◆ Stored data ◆
.....

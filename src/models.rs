//! Core data models used throughout Archive Harness.
//!
//! These types represent the sources, capture jobs, archive records, and
//! snapshots that flow between the orchestrator and the indexing pipeline.

use chrono::{DateTime, Utc};
use serde::{Deserialize, Serialize};
use std::fmt;
use std::path::PathBuf;
use std::str::FromStr;

/// Lifecycle status of a capture job.
#[derive(Debug, Clone, Copy, PartialEq, Eq, Hash, Serialize, Deserialize)]
#[serde(rename_all = "snake_case")]
pub enum JobStatus {
    Queued,
    Running,
    Completed,
    Retryable,
    Failed,
    Indexing,
    Indexed,
    IndexFailed,
}

impl JobStatus {
    pub const ALL: [JobStatus; 8] = [
        JobStatus::Queued,
        JobStatus::Running,
        JobStatus::Completed,
        JobStatus::Retryable,
        JobStatus::Failed,
        JobStatus::Indexing,
        JobStatus::Indexed,
        JobStatus::IndexFailed,
    ];

    pub fn as_str(&self) -> &'static str {
        match self {
            JobStatus::Queued => "queued",
            JobStatus::Running => "running",
            JobStatus::Completed => "completed",
            JobStatus::Retryable => "retryable",
            JobStatus::Failed => "failed",
            JobStatus::Indexing => "indexing",
            JobStatus::Indexed => "indexed",
            JobStatus::IndexFailed => "index_failed",
        }
    }

    /// Statuses the orchestrator may pick a job from.
    pub fn is_pickable(&self) -> bool {
        matches!(self, JobStatus::Queued | JobStatus::Retryable)
    }

    /// No automatic transition leaves these statuses.
    pub fn is_terminal(&self) -> bool {
        matches!(
            self,
            JobStatus::Failed | JobStatus::Indexed | JobStatus::IndexFailed
        )
    }
}

impl fmt::Display for JobStatus {
    fn fmt(&self, f: &mut fmt::Formatter<'_>) -> fmt::Result {
        f.write_str(self.as_str())
    }
}

impl FromStr for JobStatus {
    type Err = anyhow::Error;

    fn from_str(s: &str) -> Result<Self, Self::Err> {
        JobStatus::ALL
            .iter()
            .copied()
            .find(|status| status.as_str() == s)
            .ok_or_else(|| anyhow::anyhow!("unknown job status: '{}'", s))
    }
}

/// Who caused a status transition. Stored on every audit event so automated
/// resets are never confused with a job failing on its own.
#[derive(Debug, Clone, Copy, PartialEq, Eq)]
pub enum Actor {
    Orchestrator,
    Indexer,
    Recovery,
    Operator,
}

impl Actor {
    pub fn as_str(&self) -> &'static str {
        match self {
            Actor::Orchestrator => "orchestrator",
            Actor::Indexer => "indexer",
            Actor::Recovery => "recovery",
            Actor::Operator => "operator",
        }
    }
}

impl fmt::Display for Actor {
    fn fmt(&self, f: &mut fmt::Formatter<'_>) -> fmt::Result {
        f.write_str(self.as_str())
    }
}

/// Crawl-scope rules for a source or job.
#[derive(Debug, Clone, Default, PartialEq, Eq, Serialize, Deserialize)]
pub struct ScopeRules {
    #[serde(default)]
    pub allowed_hosts: Vec<String>,
    #[serde(default)]
    pub path_prefixes: Vec<String>,
}

/// Capture-tool options frozen onto a job when it is created.
#[derive(Debug, Clone, PartialEq, Eq, Serialize, Deserialize)]
pub struct CaptureOptions {
    pub workers: u32,
    #[serde(default)]
    pub stall_timeout_mins: Option<u32>,
    #[serde(default)]
    pub restart_budget: Option<u32>,
}

impl Default for CaptureOptions {
    fn default() -> Self {
        Self {
            workers: 1,
            stall_timeout_mins: None,
            restart_budget: None,
        }
    }
}

/// A logical origin of captures.
#[derive(Debug, Clone)]
pub struct Source {
    pub code: String,
    pub name: String,
    pub seeds: Vec<String>,
    pub scope: ScopeRules,
}

/// Input for creating a job in `queued`.
#[derive(Debug, Clone)]
pub struct NewJob {
    pub source_code: String,
    pub name: String,
    pub output_dir: PathBuf,
    pub seeds: Vec<String>,
    pub scope: ScopeRules,
    pub options: CaptureOptions,
    pub max_retries: u32,
    pub campaign_order: Option<i64>,
}

/// Crawl progress counters reported by the capture subprocess.
#[derive(Debug, Clone, Copy, Default, PartialEq, Eq)]
pub struct CrawlProgress {
    pub pages_crawled: i64,
    pub pages_total: i64,
    pub pages_failed: i64,
}

/// One capture attempt lifecycle for a source, as stored.
#[derive(Debug, Clone)]
pub struct Job {
    pub id: String,
    pub source_code: String,
    pub name: String,
    pub output_dir: PathBuf,
    pub seeds: Vec<String>,
    pub scope: ScopeRules,
    pub options: CaptureOptions,
    pub status: JobStatus,
    pub retry_count: i64,
    pub max_retries: i64,
    pub campaign_order: Option<i64>,
    pub infra_error_cooldown_until: Option<DateTime<Utc>>,
    pub exit_code: Option<i64>,
    pub last_error: Option<String>,
    pub progress: CrawlProgress,
    pub warc_count: i64,
    pub indexed_page_count: i64,
    pub queued_at: DateTime<Utc>,
    pub started_at: Option<DateTime<Utc>>,
    pub finished_at: Option<DateTime<Utc>>,
    pub indexed_at: Option<DateTime<Utc>>,
    pub last_progress_at: Option<DateTime<Utc>>,
}

/// One HTTP response read out of an archive file.
#[derive(Debug, Clone)]
pub struct ArchiveRecord {
    /// `WARC-Record-ID`, unique within the job's archive set.
    pub record_id: String,
    pub target_uri: String,
    /// Raw `WARC-Date` value.
    pub warc_date: Option<String>,
    pub http_status: Option<u16>,
    /// HTTP response headers, names lowercased.
    pub headers: Vec<(String, String)>,
    /// Payload after transfer and content decoding.
    pub body: Vec<u8>,
}

impl ArchiveRecord {
    pub fn header(&self, name: &str) -> Option<&str> {
        self.headers
            .iter()
            .find(|(k, _)| k.eq_ignore_ascii_case(name))
            .map(|(_, v)| v.as_str())
    }

    /// Bare MIME type of the HTTP payload, lowercased, parameters removed.
    pub fn mime_type(&self) -> String {
        self.header("content-type")
            .and_then(|ct| ct.split(';').next())
            .map(|ct| ct.trim().to_ascii_lowercase())
            .unwrap_or_default()
    }

    pub fn is_html(&self) -> bool {
        matches!(
            self.mime_type().as_str(),
            "text/html" | "application/xhtml+xml"
        )
    }
}

/// Persisted result of indexing one HTML response.
#[derive(Debug, Clone)]
pub struct Snapshot {
    pub id: String,
    pub job_id: String,
    pub source_code: String,
    pub url: String,
    pub normalized_url_group: String,
    pub captured_at: DateTime<Utc>,
    /// Set when `WARC-Date` could not be parsed and indexing time was used.
    pub capture_time_inferred: bool,
    pub title: String,
    pub snippet: String,
    pub language: String,
    pub content_hash: String,
    pub warc_file: String,
    pub warc_record_id: String,
    pub mime_type: String,
    pub status_code: Option<i64>,
}

#[cfg(test)]
mod tests {
    use super::*;

    #[test]
    fn status_round_trips_through_str() {
        for status in JobStatus::ALL {
            assert_eq!(status.as_str().parse::<JobStatus>().unwrap(), status);
        }
        assert!("paused".parse::<JobStatus>().is_err());
    }

    #[test]
    fn html_detection_ignores_parameters() {
        let record = ArchiveRecord {
            record_id: "<urn:uuid:1>".to_string(),
            target_uri: "https://example.org/".to_string(),
            warc_date: None,
            http_status: Some(200),
            headers: vec![(
                "content-type".to_string(),
                "Text/HTML; charset=UTF-8".to_string(),
            )],
            body: Vec::new(),
        };
        assert_eq!(record.mime_type(), "text/html");
        assert!(record.is_html());
    }
}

.....

◆ HOW TO COMPLETE THIS TASK ◆
Write the whole of the data out again exactly as it stands.

◆ ANSWER TO THIS EXERCISE ◆
filename src/models.rs
//! Core data models used throughout Archive Harness.
//!
//! These types represent the sources, capture jobs, archive records, and
//! snapshots that flow between the orchestrator and the indexing pipeline.

use chrono::{DateTime, Utc};
use serde::{Deserialize, Serialize};
use std::fmt;
use std::path::PathBuf;
use std::str::FromStr;

/// Lifecycle status of a capture job.
#[derive(Debug, Clone, Copy, PartialEq, Eq, Hash, Serialize, Deserialize)]
#[serde(rename_all = "snake_case")]
pub enum JobStatus {
    Queued,
    Running,
    Completed,
    Retryable,
    Failed,
    Indexing,
    Indexed,
    IndexFailed,
}

impl JobStatus {
    pub const ALL: [JobStatus; 8] = [
        JobStatus::Queued,
        JobStatus::Running,
        JobStatus::Completed,
        JobStatus::Retryable,
        JobStatus::Failed,
        JobStatus::Indexing,
        JobStatus::Indexed,
        JobStatus::IndexFailed,
    ];

    pub fn as_str(&self) -> &'static str {
        match self {
            JobStatus::Queued => "queued",
            JobStatus::Running => "running",
            JobStatus::Completed => "completed",
            JobStatus::Retryable => "retryable",
            JobStatus::Failed => "failed",
            JobStatus::Indexing => "indexing",
            JobStatus::Indexed => "indexed",
            JobStatus::IndexFailed => "index_failed",
        }
    }

    /// Statuses the orchestrator may pick a job from.
    pub fn is_pickable(&self) -> bool {
        matches!(self, JobStatus::Queued | JobStatus::Retryable)
    }

    /// No automatic transition leaves these statuses.
    pub fn is_terminal(&self) -> bool {
        matches!(
            self,
            JobStatus::Failed | JobStatus::Indexed | JobStatus::IndexFailed
        )
    }
}

impl fmt::Display for JobStatus {
    fn fmt(&self, f: &mut fmt::Formatter<'_>) -> fmt::Result {
        f.write_str(self.as_str())
    }
}

impl FromStr for JobStatus {
    type Err = anyhow::Error;

    fn from_str(s: &str) -> Result<Self, Self::Err> {
        JobStatus::ALL
            .iter()
            .copied()
            .find(|status| status.as_str() == s)
            .ok_or_else(|| anyhow::anyhow!("unknown job status: '{}'", s))
    }
}

/// Who caused a status transition. Stored on every audit event so automated
/// resets are never confused with a job failing on its own.
#[derive(Debug, Clone, Copy, PartialEq, Eq)]
pub enum Actor {
    Orchestrator,
    Indexer,
    Recovery,
    Operator,
}

impl Actor {
    pub fn as_str(&self) -> &'static str {
        match self {
            Actor::Orchestrator => "orchestrator",
            Actor::Indexer => "indexer",
            Actor::Recovery => "recovery",
            Actor::Operator => "operator",
        }
    }
}

impl fmt::Display for Actor {
    fn fmt(&self, f: &mut fmt::Formatter<'_>) -> fmt::Result {
        f.write_str(self.as_str())
    }
}

/// Crawl-scope rules for a source or job.
#[derive(Debug, Clone, Default, PartialEq, Eq, Serialize, Deserialize)]
pub struct ScopeRules {
    #[serde(default)]
    pub allowed_hosts: Vec<String>,
    #[serde(default)]
    pub path_prefixes: Vec<String>,
}

/// Capture-tool options frozen onto a job when it is created.
#[derive(Debug, Clone, PartialEq, Eq, Serialize, Deserialize)]
pub struct CaptureOptions {
    pub workers: u32,
    #[serde(default)]
    pub stall_timeout_mins: Option<u32>,
    #[serde(default)]
    pub restart_budget: Option<u32>,
}

impl Default for CaptureOptions {
    fn default() -> Self {
        Self {
            workers: 1,
            stall_timeout_mins: None,
            restart_budget: None,
        }
    }
}

/// A logical origin of captures.
#[derive(Debug, Clone)]
pub struct Source {
    pub code: String,
    pub name: String,
    pub seeds: Vec<String>,
    pub scope: ScopeRules,
}

/// Input for creating a job in `queued`.
#[derive(Debug, Clone)]
pub struct NewJob {
    pub source_code: String,
    pub name: String,
    pub output_dir: PathBuf,
    pub seeds: Vec<String>,
    pub scope: ScopeRules,
    pub options: CaptureOptions,
    pub max_retries: u32,
    pub campaign_order: Option<i64>,
}

/// Crawl progress counters reported by the capture subprocess.
#[derive(Debug, Clone, Copy, Default, PartialEq, Eq)]
pub struct CrawlProgress {
    pub pages_crawled: i64,
    pub pages_total: i64,
    pub pages_failed: i64,
}

/// One capture attempt lifecycle for a source, as stored.
#[derive(Debug, Clone)]
pub struct Job {
    pub id: String,
    pub source_code: String,
    pub name: String,
    pub output_dir: PathBuf,
    pub seeds: Vec<String>,
    pub scope: ScopeRules,
    pub options: CaptureOptions,
    pub status: JobStatus,
    pub retry_count: i64,
    pub max_retries: i64,
    pub campaign_order: Option<i64>,
    pub infra_error_cooldown_until: Option<DateTime<Utc>>,
    pub exit_code: Option<i64>,
    pub last_error: Option<String>,
    pub progress: CrawlProgress,
    pub warc_count: i64,
    pub indexed_page_count: i64,
    pub queued_at: DateTime<Utc>,
    pub started_at: Option<DateTime<Utc>>,
    pub finished_at: Option<DateTime<Utc>>,
    pub indexed_at: Option<DateTime<Utc>>,
    pub last_progress_at: Option<DateTime<Utc>>,
}

/// One HTTP response read out of an archive file.
#[derive(Debug, Clone)]
pub struct ArchiveRecord {
    /// `WARC-Record-ID`, unique within the job's archive set.
    pub record_id: String,
    pub target_uri: String,
    /// Raw `WARC-Date` value.
    pub warc_date: Option<String>,
    pub http_status: Option<u16>,
    /// HTTP response headers, names lowercased.
    pub headers: Vec<(String, String)>,
    /// Payload after transfer and content decoding.
    pub body: Vec<u8>,
}

impl ArchiveRecord {
    pub fn header(&self, name: &str) -> Option<&str> {
        self.headers
            .iter()
            .find(|(k, _)| k.eq_ignore_ascii_case(name))
            .map(|(_, v)| v.as_str())
    }

    /// Bare MIME type of the HTTP payload, lowercased, parameters removed.
    pub fn mime_type(&self) -> String {
        self.header("content-type")
            .and_then(|ct| ct.split(';').next())
            .map(|ct| ct.trim().to_ascii_lowercase())
            .unwrap_or_default()
    }

    pub fn is_html(&self) -> bool {
        matches!(
            self.mime_type().as_str(),
            "text/html" | "application/xhtml+xml"
        )
    }
}

/// Persisted result of indexing one HTML response.
#[derive(Debug, Clone)]
pub struct Snapshot {
    pub id: String,
    pub job_id: String,
    pub source_code: String,
    pub url: String,
    pub normalized_url_group: String,
    pub captured_at: DateTime<Utc>,
    /// Set when `WARC-Date` could not be parsed and indexing time was used.
    pub capture_time_inferred: bool,
    pub title: String,
    pub snippet: String,
    pub language: String,
    pub content_hash: String,
    pub warc_file: String,
    pub warc_record_id: String,
    pub mime_type: String,
    pub status_code: Option<i64>,
}

#[cfg(test)]
mod tests {
    use super::*;

    #[test]
    fn status_round_trips_through_str() {
        for status in JobStatus::ALL {
            assert_eq!(status.as_str().parse::<JobStatus>().unwrap(), status);
        }
        assert!("paused".parse::<JobStatus>().is_err());
    }

    #[test]
    fn html_detection_ignores_parameters() {
        let record = ArchiveRecord {
            record_id: "<urn:uuid:1>".to_string(),
            target_uri: "https://example.org/".to_string(),
            warc_date: None,
            http_status: Some(200),
            headers: vec![(
                "content-type".to_string(),
                "Text/HTML; charset=UTF-8".to_string(),
            )],
            body: Vec::new(),
        };
        assert_eq!(record.mime_type(), "text/html");
        assert!(record.is_html());
    }
}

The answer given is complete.